> [Data supplied]
....

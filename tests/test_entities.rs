use std::time::Duration;

use portfolio_arcade::entities::*;

fn sample_roster() -> Roster {
    RosterBuilder::new(10.0, 80.0)
        .platform(0.0, 80.0, 60.0)
        .hazard(HazardKind::Ground, 40.0, 80.0, 10.0, 0.0)
        .collectible(CollectibleKind::Coin, 25.0, 75.0)
        .hazard(HazardKind::Flying, 100.0, 50.0, 12.0, 1.0)
        .collectible(CollectibleKind::Power, 175.0, 55.0)
        .build()
}

#[test]
fn entity_clone_and_eq() {
    assert_eq!(HazardKind::Ground, HazardKind::Ground);
    assert_ne!(HazardKind::Ground, HazardKind::Flying);
    assert_ne!(CollectibleKind::Coin, CollectibleKind::Power);
    assert_ne!(RunStatus::Running, RunStatus::Over(EndCause::Fell));
    assert_ne!(
        EndCause::Struck { hazard: 1 },
        EndCause::Struck { hazard: 2 }
    );
}

#[test]
fn roster_ids_are_unique_across_entity_kinds() {
    let roster = sample_roster();
    let hazard_ids: Vec<u32> = roster.hazards.iter().map(|h| h.id).collect();
    let item_ids: Vec<u32> = roster.collectibles.iter().map(|c| c.id).collect();
    assert_eq!(hazard_ids, vec![1, 3]);
    assert_eq!(item_ids, vec![2, 4]);
    assert_eq!(roster.platforms.len(), 1);
    assert_eq!(roster.spawn, (10.0, 80.0));
}

#[test]
fn new_hazard_starts_alive_at_its_origin() {
    let h = Hazard::new(9, HazardKind::Flying, 100.0, 50.0, 12.0, 0.5);
    assert!(h.alive);
    assert_eq!(h.origin_x, 100.0);
    assert_eq!(h.base_y, 50.0);
    assert_eq!(h.direction, 1.0);
    assert_eq!(h.min_x(), 88.0);
    assert_eq!(h.max_x(), 112.0);
}

#[test]
fn platform_overlap_is_inclusive() {
    let p = Platform::new(10.0, 60.0, 20.0);
    assert!(p.overlaps(28.0, 32.0));
    assert!(p.overlaps(30.0, 34.0));
    assert!(p.overlaps(6.0, 10.0));
    assert!(!p.overlaps(30.5, 34.0));
    assert!(!p.overlaps(5.0, 9.5));
}

#[test]
fn run_state_from_roster_is_fresh() {
    let roster = sample_roster();
    let run = RunState::from_roster(&roster, Duration::from_secs(3));
    assert_eq!(run.player, Player::spawn(10.0, 80.0));
    assert_eq!(run.score, 0);
    assert_eq!(run.frame, 0);
    assert_eq!(run.camera, Camera::default());
    assert!(run.is_running());
    assert!(run.hazards.iter().all(|h| h.alive));
    assert!(run.collectibles.iter().all(|c| !c.collected));
    assert_eq!(run.elapsed(Duration::from_secs(5)), Duration::from_secs(2));
    assert_eq!(run.elapsed(Duration::from_secs(1)), Duration::ZERO);
}

#[test]
fn run_state_clone_is_independent() {
    let original = RunState::from_roster(&sample_roster(), Duration::ZERO);
    let mut cloned = original.clone();

    cloned.player.x = 99.0;
    cloned.score = 999;
    cloned.hazards[0].alive = false;
    cloned.collectibles[0].collected = true;

    assert_eq!(original.player.x, 10.0);
    assert_eq!(original.score, 0);
    assert!(original.hazards[0].alive);
    assert!(!original.collectibles[0].collected);
}
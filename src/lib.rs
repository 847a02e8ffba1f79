//! Side-scrolling arcade engine for the portfolio site.
//!
//! The library holds everything that is not terminal I/O: the entity data
//! model, the per-frame simulation, the pluggable rulesets, the game state
//! machine, and the collaborator interfaces (leaderboard, content store).
//! The binary in `main.rs` is only a host that feeds input and draws
//! published snapshots.

pub mod camera;
pub mod clock;
pub mod collision;
pub mod compute;
pub mod config;
pub mod content;
pub mod entities;
pub mod error;
pub mod game;
pub mod input;
pub mod leaderboard;
pub mod physics;
pub mod ruleset;
pub mod scripts;
pub mod snapshot;
//! Wall-clock source for power-up deadlines and flight waves.

use std::sync::Mutex;
use std::time::{Duration, Instant};

/// Monotonic time since some fixed origin.
pub trait Clock: Send + Sync {
    fn now(&self) -> Duration;
}

#[derive(Debug)]
pub struct SystemClock {
    origin: Instant,
}

impl SystemClock {
    pub fn new() -> Self {
        Self {
            origin: Instant::now(),
        }
    }
}

impl Default for SystemClock {
    fn default() -> Self {
        Self::new()
    }
}

impl Clock for SystemClock {
    fn now(&self) -> Duration {
        self.origin.elapsed()
    }
}

/// Clock that only moves when told to.
#[derive(Debug, Default)]
pub struct ManualClock {
    now: Mutex<Duration>,
}

impl ManualClock {
    pub fn new(start: Duration) -> Self {
        Self {
            now: Mutex::new(start),
        }
    }

    pub fn advance(&self, by: Duration) {
        let mut now = self.now.lock().unwrap_or_else(|poisoned| poisoned.into_inner());
        *now += by;
    }

    pub fn set(&self, to: Duration) {
        let mut now = self.now.lock().unwrap_or_else(|poisoned| poisoned.into_inner());
        *now = to;
    }
}

impl Clock for ManualClock {
    fn now(&self) -> Duration {
        *self.now.lock().unwrap_or_else(|poisoned| poisoned.into_inner())
    }
}
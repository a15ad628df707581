use std::sync::Arc;

use axum::{
    Json,
    extract::{
        Path, Query, State,
        rejection::{JsonRejection, QueryRejection},
    },
    http::StatusCode,
    response::IntoResponse,
};
use bank::{
    DeletedFood, Food, FoodInput, SearchQuery,
    payloads::{FOOD_NOT_FOUND, NO_FOODS_FOUND},
};
use tracing::{info, warn};

use crate::{error::AppError, state::AppState, utils::parse_food};

pub async fn create_handler(
    State(state): State<Arc<AppState>>,
    payload: Result<Json<FoodInput>, JsonRejection>,
) -> Result<impl IntoResponse, AppError> {
    let food = parse_food(payload)?;
    let food = state.store.insert(food).await?;

    info!(id = %food.id, "Created food");

    Ok((StatusCode::CREATED, Json(food)))
}

pub async fn list_handler(State(state): State<Arc<AppState>>) -> Result<Json<Vec<Food>>, AppError> {
    Ok(Json(state.store.list_all().await?))
}

pub async fn get_handler(
    State(state): State<Arc<AppState>>,
    Path(id): Path<String>,
) -> Result<Json<Food>, AppError> {
    state
        .store
        .get_by_id(&id)
        .await?
        .map(Json)
        .ok_or(AppError::NotFound(FOOD_NOT_FOUND))
}

pub async fn update_handler(
    State(state): State<Arc<AppState>>,
    Path(id): Path<String>,
    payload: Result<Json<FoodInput>, JsonRejection>,
) -> Result<Json<Food>, AppError> {
    let food = parse_food(payload)?;
    let food = state
        .store
        .update_by_id(&id, food)
        .await?
        .ok_or(AppError::NotFound(FOOD_NOT_FOUND))?;

    info!(id = %food.id, "Updated food");

    Ok(Json(food))
}

pub async fn delete_handler(
    State(state): State<Arc<AppState>>,
    Path(id): Path<String>,
) -> Result<Json<DeletedFood>, AppError> {
    let food = state
        .store
        .delete_by_id(&id)
        .await?
        .ok_or(AppError::NotFound(FOOD_NOT_FOUND))?;

    info!(id = %food.id, "Deleted food");

    Ok(Json(DeletedFood::new(food)))
}

pub async fn search_handler(
    State(state): State<Arc<AppState>>,
    query: Result<Query<SearchQuery>, QueryRejection>,
) -> Result<Json<Vec<Food>>, AppError> {
    let Query(query) = query.map_err(|e| {
        warn!("Rejected search query: {e}");

        AppError::MalformedPayload
    })?;

    let foods = state
        .store
        .find_by_name_contains(query.name.as_deref().unwrap_or_default())
        .await?;

    if foods.is_empty() {
        return Err(AppError::NotFound(NO_FOODS_FOUND));
    }

    Ok(Json(foods))
}
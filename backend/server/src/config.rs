use std::{env, fmt::Display, fs::read_to_string, str::FromStr};

use axum::http::HeaderValue;
use thiserror::Error;
use tracing::{info, warn};

const DEFAULT_PORT: &str = "3001";
const DEFAULT_ORIGIN: &str = "http://localhost:3000";
const DEFAULT_REDIS_URL: &str = "redis://127.0.0.1:6379";

#[derive(Error, Debug)]
pub enum ConfigError {
    #[error("Invalid {key} value: {reason}")]
    Invalid { key: &'static str, reason: String },
}

#[derive(Clone, Copy, Debug, PartialEq, Eq)]
pub enum StoreBackend {
    Redis,
    Memory,
}

impl FromStr for StoreBackend {
    type Err = String;

    fn from_str(s: &str) -> Result<Self, Self::Err> {
        match s.trim().to_ascii_lowercase().as_str() {
            "redis" => Ok(Self::Redis),
            "memory" => Ok(Self::Memory),
            other => Err(format!("unknown store backend '{other}'")),
        }
    }
}

#[derive(Clone, Debug)]
pub struct Config {
    pub port: u16,
    pub allowed_origin: HeaderValue,
    pub store_backend: StoreBackend,
    pub redis_url: String,
}

/// In-memory defaults for tests. [`Config::load`] defaults to Redis instead.
impl Default for Config {
    fn default() -> Self {
        Self {
            port: 3001,
            allowed_origin: HeaderValue::from_static(DEFAULT_ORIGIN),
            store_backend: StoreBackend::Memory,
            redis_url: DEFAULT_REDIS_URL.to_string(),
        }
    }
}

impl Config {
    pub fn load() -> Result<Self, ConfigError> {
        Ok(Self {
            port: try_load("PORT", DEFAULT_PORT)?,
            allowed_origin: try_load("CORS_ORIGIN", DEFAULT_ORIGIN)?,
            store_backend: try_load("STORE_BACKEND", "redis")?,
            redis_url: read_secret("REDIS_URL").unwrap_or_else(|| {
                info!("REDIS_URL not set, using default: {DEFAULT_REDIS_URL}");
                DEFAULT_REDIS_URL.to_string()
            }),
        })
    }
}

fn var(key: &str) -> Option<String> {
    env::var(key).ok()
}

fn try_load<T: FromStr>(key: &'static str, default: &str) -> Result<T, ConfigError>
where
    T::Err: Display,
{
    var(key)
        .unwrap_or_else(|| {
            info!("{key} not set, using default: {default}");
            default.to_string()
        })
        .parse()
        .map_err(|e: T::Err| {
            warn!("Invalid {key} value: {e}");

            ConfigError::Invalid {
                key,
                reason: e.to_string(),
            }
        })
}

/// Connection strings may carry credentials, so they are also accepted as docker secrets.
fn read_secret(secret_name: &str) -> Option<String> {
    if let Some(value) = var(secret_name) {
        return Some(value);
    }

    let path = format!("/run/secrets/{secret_name}");

    read_to_string(&path)
        .map(|s| s.trim().to_string())
        .map_err(|e| {
            warn!("Failed to read {secret_name} from file: {e}");
        })
        .ok()
        .filter(|s| !s.is_empty())
}
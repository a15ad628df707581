use anyhow::bail;
use clap::{Parser, Subcommand};
use client::{
    FoodsApi, HttpApi, RecipeBook, Submitted,
    render::{render_food, render_foods},
};
use reqwest::StatusCode;
use tracing_subscriber::{EnvFilter, fmt};

#[derive(Parser, Debug)]
#[command(author, version, about)]
struct Args {
    #[arg(
        long,
        env = "RECIPES_API_URL",
        default_value = "http://localhost:3001"
    )]
    base_url: String,

    #[command(subcommand)]
    command: Command,
}

#[derive(Subcommand, Debug)]
enum Command {
    /// Show every saved recipe
    List,

    /// Show one recipe
    Show { id: String },

    /// Case-insensitive search by name; no name lists everything
    Search { name: Option<String> },

    /// Save a new recipe, ingredients comma separated
    Add { name: String, recipe: String },

    /// Overwrite a saved recipe
    Edit {
        id: String,
        name: String,
        recipe: String,
    },

    Delete { id: String },
}

#[tokio::main]
async fn main() -> anyhow::Result<()> {
    fmt().with_env_filter(EnvFilter::from_default_env()).init();

    let args = Args::parse();
    let mut book = RecipeBook::new(HttpApi::new(&args.base_url)?);

    match args.command {
        Command::List => book.mount().await?,
        Command::Show { id } => {
            match book.api().get(&id).await {
                Ok(food) => print!("{}", render_food(&food)),
                Err(e) if e.status() == Some(StatusCode::NOT_FOUND) => {
                    bail!("No recipe with id {id}")
                }
                Err(e) => return Err(e.into()),
            }

            return Ok(());
        }
        Command::Search { name } => {
            book.search_query = name.unwrap_or_default();
            book.search().await?;
        }
        Command::Add { name, recipe } => {
            book.mount().await?;
            book.form_name = name;
            book.form_recipe = recipe;

            if book.submit().await? == Submitted::Skipped {
                bail!("Both a name and a recipe are required");
            }
        }
        Command::Edit { id, name, recipe } => {
            book.mount().await?;

            if !book.edit(&id) {
                bail!("No recipe with id {id}");
            }

            book.form_name = name;
            book.form_recipe = recipe;

            if book.submit().await? == Submitted::Skipped {
                bail!("Both a name and a recipe are required");
            }
        }
        Command::Delete { id } => {
            book.mount().await?;
            book.delete(&id).await?;
        }
    }

    print!("{}", render_foods(book.foods(), book.editing()));

    Ok(())
}
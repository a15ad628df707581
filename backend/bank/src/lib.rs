//! # Bank
//!
//! Recipe types shared by the server and the client.
//!
//! Everything crossing the wire lives here so both sides agree on field
//! names and status messages:
//! - [`Food`]: a stored recipe record (`id`, `name`, `recipe`)
//! - [`FoodInput`]: the raw create/update body, validated into a [`NewFood`]
//! - [`payloads`]: message bodies and the exact message strings the API sends

pub mod foods;
pub mod payloads;

pub use foods::{Food, NewFood};
pub use payloads::{DeletedFood, FoodInput, Message, SearchQuery, ValidationError};
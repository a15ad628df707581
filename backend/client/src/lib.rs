//! # Recipe client
//!
//! Talks to the recipe service and keeps a local copy of what it shows.
//!
//! ## Flow
//!
//! - On start, fetch the full list ([`RecipeBook::mount`])
//! - Search replaces the list with the matches; no matches is an empty list, not an error
//! - Saving creates a record, or updates the one picked with [`RecipeBook::edit`]
//! - The list is patched from each response instead of being refetched
//! - Ingredients are shown one per line, numbered, split on commas
//!
//! ## Commands
//!
//! ```sh
//! recipes-client list
//! recipes-client search ph
//! recipes-client add "Pho" "beef, noodles, broth"
//! recipes-client edit <id> "Pho Ga" "chicken, noodles, broth"
//! recipes-client delete <id>
//! ```
//!
//! The server address comes from `--base-url` or `RECIPES_API_URL`.

pub mod api;
pub mod book;
pub mod render;

pub use api::{ClientError, FoodsApi, HttpApi};
pub use book::{RecipeBook, Submitted};
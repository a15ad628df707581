use axum::{Json, extract::rejection::JsonRejection};
use bank::{FoodInput, NewFood};
use tracing::warn;

use crate::error::AppError;

/// Turns a create/update body into a record the store will accept.
///
/// Undecodable JSON (wrong content type, syntax, a number where a string
/// belongs) is a malformed payload; a missing or blank field is a validation
/// failure. Either way the store is never reached.
pub fn parse_food(payload: Result<Json<FoodInput>, JsonRejection>) -> Result<NewFood, AppError> {
    let Json(input) = payload.map_err(|e| {
        warn!("Rejected food payload: {e}");

        AppError::MalformedPayload
    })?;

    Ok(input.validate()?)
}
use async_trait::async_trait;
use bank::{Food, NewFood};
use parking_lot::RwLock;

use crate::{
    search::{name_matches, normalize_query},
    store::{FoodStore, StoreError, new_id},
};

/// Process-local store. Keeps insertion order, loses everything on restart.
#[derive(Default)]
pub struct MemoryStore {
    foods: RwLock<Vec<Food>>,
}

impl MemoryStore {
    pub fn with_foods(foods: impl IntoIterator<Item = Food>) -> Self {
        Self {
            foods: RwLock::new(foods.into_iter().collect()),
        }
    }
}

#[async_trait]
impl FoodStore for MemoryStore {
    async fn insert(&self, food: NewFood) -> Result<Food, StoreError> {
        let food = Food::new(new_id(), food);
        self.foods.write().push(food.clone());

        Ok(food)
    }

    async fn get_by_id(&self, id: &str) -> Result<Option<Food>, StoreError> {
        Ok(self.foods.read().iter().find(|food| food.id == id).cloned())
    }

    async fn update_by_id(&self, id: &str, food: NewFood) -> Result<Option<Food>, StoreError> {
        let mut foods = self.foods.write();

        Ok(foods.iter_mut().find(|existing| existing.id == id).map(|existing| {
            existing.overwrite(food);
            existing.clone()
        }))
    }

    async fn delete_by_id(&self, id: &str) -> Result<Option<Food>, StoreError> {
        let mut foods = self.foods.write();
        let index = foods.iter().position(|food| food.id == id);

        Ok(index.map(|index| foods.remove(index)))
    }

    async fn list_all(&self) -> Result<Vec<Food>, StoreError> {
        Ok(self.foods.read().clone())
    }

    async fn find_by_name_contains(&self, query: &str) -> Result<Vec<Food>, StoreError> {
        let query = normalize_query(Some(query));

        Ok(self
            .foods
            .read()
            .iter()
            .filter(|food| name_matches(&food.name, &query))
            .cloned()
            .collect())
    }
}

#[cfg(test)]
mod tests {
    use super::*;

    fn pho() -> NewFood {
        NewFood::new("Pho", "beef, noodles, broth")
    }

    #[tokio::test]
    async fn test_insert_assigns_unique_ids() {
        let store = MemoryStore::default();

        let first = store.insert(pho()).await.unwrap();
        let second = store.insert(pho()).await.unwrap();

        assert!(!first.id.is_empty());
        assert_ne!(first.id, second.id);
        assert_eq!(store.list_all().await.unwrap(), vec![first, second]);
    }

    #[tokio::test]
    async fn test_update_preserves_id() {
        let store = MemoryStore::default();
        let food = store.insert(pho()).await.unwrap();

        let updated = store
            .update_by_id(&food.id, NewFood::new("Pho Ga", "chicken, noodles"))
            .await
            .unwrap()
            .unwrap();

        assert_eq!(updated.id, food.id);
        assert_eq!(updated.name, "Pho Ga");
        assert_eq!(store.get_by_id(&food.id).await.unwrap(), Some(updated));
    }

    #[tokio::test]
    async fn test_missing_ids() {
        let store = MemoryStore::default();

        assert_eq!(store.get_by_id("missing").await.unwrap(), None);
        assert_eq!(store.update_by_id("missing", pho()).await.unwrap(), None);
        assert_eq!(store.delete_by_id("missing").await.unwrap(), None);
    }

    #[tokio::test]
    async fn test_delete_returns_removed_record() {
        let store = MemoryStore::default();
        let food = store.insert(pho()).await.unwrap();

        assert_eq!(store.delete_by_id(&food.id).await.unwrap(), Some(food.clone()));
        assert_eq!(store.delete_by_id(&food.id).await.unwrap(), None);
        assert!(store.list_all().await.unwrap().is_empty());
    }

    #[tokio::test]
    async fn test_find_by_name_contains() {
        let store = MemoryStore::default();
        let pho = store.insert(pho()).await.unwrap();
        store
            .insert(NewFood::new("Banh Mi", "bread, pork"))
            .await
            .unwrap();

        assert_eq!(store.find_by_name_contains("PH").await.unwrap(), vec![pho]);
        assert_eq!(store.find_by_name_contains("").await.unwrap().len(), 2);
        assert!(store.find_by_name_contains("curry").await.unwrap().is_empty());
    }
}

....

> [Task statement]
Copy every line of the data above in which the string "const" appears.

> [Exercise answer]
const DEFAULT_PORT: &str = "3001";
const DEFAULT_ORIGIN: &str = "http://localhost:3000";
const DEFAULT_REDIS_URL: &str = "redis://127.0.0.1:6379";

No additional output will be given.